Mientras Kate cogía el camisón y lo metía con cuidado en el baúl, oyó unos golpecitos en la puerta. Invitó a entrar a quien llamara y Edwina asomó la cabeza. También ella estaba vestida para irse a dormir, con el pelo claro recogido en un moño flojo en la nuca.
– Pensaba que a lo mejor te apetecía un poco de leche caliente -dijo Edwina.
Kate sonrió agradecida.
– Suena muy apetecible.
Edwina se agachó y cogió la jarra de cerámica que había dejado en el suelo.
– No puedo sostener dos jarras y abrir el pomo al mismo tiempo – explicó con una sonrisa. Una vez dentro cerró la puerta con el pie y le tendió una jarra. Con la mirada fija en Kate, Edwina le preguntó sin más preámbulos-. ¿Estás asustada?
Kate dio un sorbo con cautela para comprobar la temperatura antes de tragar. Estaba muy caliente, aunque no quemaba, algo que de alguna manera le produjo bienestar. Bebía leche caliente desde la infancia, y su sabor y textura siempre le aportaban aquella sensación de calor y bienestar.
– No exactamente asustada -contestó por fin mientras se sentaba sobre el extremo de la cama- pero sí nerviosa. Decididamente nerviosa.
– Bien, no es de extrañar -dijo Edwina mientras sacudía animadamente la mano que le quedaba libre-. Habría que ser idiota para no estar nerviosa. Toda tu vida va a cambiar. ¡Toda! Hasta tu nombre. Serás una mujer casada. Una vizcondesa. Pasado mañana no serás la misma mujer, Kate, y después de mañana por la noche…
– Ya basta, Edwina -interrumpió Kate.
– Pero…
– No es que me estés tranquilizando mucho.
– Oh. -Edwina esbozó una sonrisa avergonzada-. Lo siento.
– Está bien. -Kate le quitó importancia.
Edwina consiguió morderse la lengua durante cuatro segundos antes de preguntar.
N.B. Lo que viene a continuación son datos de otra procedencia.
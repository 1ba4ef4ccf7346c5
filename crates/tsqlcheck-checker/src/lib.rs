//! Flow-typing checker for T-SQL scripts.
//!
//! The checker walks a parsed [`tsqlcheck_ast::Script`] and proves facts
//! about variables and columns as control flow narrows them: literal
//! assignments become known-value sets, `IS NULL` guards discharge
//! nullability, CHECK constraints become part of a column's type. Procedure
//! and function bodies are verified lazily, and procedures that depend on a
//! caller's temp tables are re-verified at each call site.
//!
//! The entry point is [`check_script`].

#![warn(missing_docs)]

pub mod checker;
pub mod frame;
pub mod issue;
pub mod messages;
pub mod refine;

pub use checker::{check_script, Checker};
pub use frame::{CaseSensitivity, FrameId, Frames, SymbolTyping};
pub use issue::{Issue, IssueLevel, IssueRecord};
pub use refine::{Refinement, RefinementSet, RefinementSetCases, SymbolRef};

use tsqlcheck_types::DataType;

/// Knobs for one checking run.
#[derive(Debug, Clone)]
pub struct CheckerOptions {
    /// How names compare; SQL Server installs default to insensitive.
    pub case: CaseSensitivity,
    /// Ambient `@@` globals seeded into the root scope.
    pub globals: Vec<(String, DataType)>,
}

impl Default for CheckerOptions {
    fn default() -> Self {
        Self {
            case: CaseSensitivity::Insensitive,
            globals: vec![
                ("@@rowcount".to_string(), DataType::int()),
                ("@@error".to_string(), DataType::int()),
                ("@@identity".to_string(), DataType::int().to_nullable()),
                ("@@trancount".to_string(), DataType::int()),
                ("@@fetch_status".to_string(), DataType::int()),
                ("@@version".to_string(), DataType::varchar(u32::MAX)),
                ("@@servername".to_string(), DataType::nvarchar(128)),
                ("@@spid".to_string(), DataType::int()),
            ],
        }
    }
}

#[cfg(test)]
mod tests {
    use super::*;

    #[test]
    fn default_globals_cover_the_common_fetch_loop() {
        let options = CheckerOptions::default();
        assert!(options
            .globals
            .iter()
            .any(|(name, ty)| name == "@@fetch_status" && *ty == DataType::int()));
    }
}
//! Source location information attached to every AST node.

/// A contiguous region of the original script.
///
/// `start`/`end` are byte offsets; `line`/`column` are one-based and refer to
/// the start of the region. Diagnostics render the end column as
/// `column + len`, which is adequate for single-line fragments.
#[derive(Debug, Clone, Copy, PartialEq, Eq, Hash)]
pub struct Span {
    /// Byte offset of the first character.
    pub start: usize,
    /// Byte offset one past the last character.
    pub end: usize,
    /// One-based line of `start`.
    pub line: u32,
    /// One-based column of `start`.
    pub column: u32,
}

impl Span {
    /// Create a span from its raw parts.
    pub fn new(start: usize, end: usize, line: u32, column: u32) -> Self {
        Self {
            start,
            end,
            line,
            column,
        }
    }

    /// Length of the region in bytes.
    pub fn len(&self) -> usize {
        self.end - self.start
    }

    /// True when the region is empty.
    pub fn is_empty(&self) -> bool {
        self.start == self.end
    }

    /// Smallest span covering both `self` and `other`.
    pub fn merge(&self, other: &Span) -> Span {
        Span {
            start: self.start.min(other.start),
            end: self.end.max(other.end),
            line: self.line.min(other.line),
            column: if self.line <= other.line {
                self.column
            } else {
                other.column
            },
        }
    }
}

#[cfg(test)]
mod tests {
    use super::*;

    #[test]
    fn merge_covers_both() {
        let a = Span::new(4, 9, 1, 5);
        let b = Span::new(12, 20, 2, 1);
        let m = a.merge(&b);
        assert_eq!(m.start, 4);
        assert_eq!(m.end, 20);
        assert_eq!(m.line, 1);
        assert_eq!(m.column, 5);
    }

    #[test]
    fn len_and_empty() {
        assert_eq!(Span::new(3, 8, 1, 4).len(), 5);
        assert!(Span::new(3, 3, 1, 4).is_empty());
    }
}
– ¿Ha venido mamá a hablar contigo?
– Aún no.
– Debería hacerlo, ¿no te parece? Mañana es el día de tu boda y seguro que hay todo tipo de cosas que hace falta saber. -Edwina dio un buen trago a la leche, que dejó un bigote blanco poco apropiado, luego se acomodó sobre el extremo al otro lado de la cama-. Hay todo tipo de cosas que yo no sé y no sé cómo habrías podido aprenderlas tú, a menos que hayas estado metida en cosas raras sin yo saberlo.
Kate se preguntó si sería muy descortés amordazar a su hermana con alguna de las prendas de lencería que había escogido lady Bridgerton. Encontraba cierta justicia poética en una medida de ese tipo.
– ¿Kate? – preguntó Edwina pestañeando con curiosidad -. ¿Kate? ¿Por qué me miras de un modo tan extraño?
Kate contemplaba las prendas de lencería con anhelo.
– Seguro que prefieres no saberlo.
– Mmmf. Bien, entonces…
Las murmuraciones de Edwina fueron interrumpidas en seco por un suave golpe en la puerta.
– Seguro que es nuestra madre -dijo Edwina con una mueca maliciosa-. No puedo esperar.
Kate entornó los ojos en dirección a Edwina miéntras se levantaba a abrir la puerta. Como había esperado, Mary estaba de pie en el pasillo con dos tazas humeantes.
– Pensé que te apetecería un poco de leche caliente -dijo una débil sonrisa.
Kate levantó su taza como respuesta.
– Edwina tuvo la misma idea.
– ¿Qué está haciendo Edwina aquí? -preguntó Mary al entrar en la habitación.
– ¿Desde cuando necesito una razón para hablar con mi her~ na? -preguntó Edwina con un resoplido.
Mary le lanzó una mirada malhumorada antes de volver de nuevo su atención a Kate.
– Mmmf. Parece que tenemos exceso de leche caliente.
– Esta se ha quedado tibia de todos modos -dijo Kate, al tiempo que dejaba la taza sobre uno de los baúles y la cambiaba por la más caliente que le ofrecía Mary-. Edwina puede bajar la otra taza a la cocina cuando salga.
– Perdón, ¿cómo dices? – preguntó Edwina vagamente distraída -. Oh, por supuesto. Estoy encantada de ser de ayuda. -Pero no se levantó. De hecho, ni siquiera se movió, salvo para torcer la cabeza de un lado a otro para mirar a Mary, luego a Kate y otra vez a su madre.
– Tengo que hablar con Kate -dijo Mary. Edwina meneó la cabeza con entusiasmo.
– A solas.
Edwina parpadeó.
– ¿Tengo que marcharme?
Mary hizo un gesto afirmativo y le tendió la taza de leche que se había enfriado.
– ¿Ahora?
Mary volvió a mover la cabeza.
Edwina pareció acongojada, luego su expresión se transformó en una sonrisa.
– ¿Estás de broma, verdad? Me puedo quedar, ¿eh que sí?
– No -contestó Mary.
Edwina le devolvió una mirada suplicante a Kate.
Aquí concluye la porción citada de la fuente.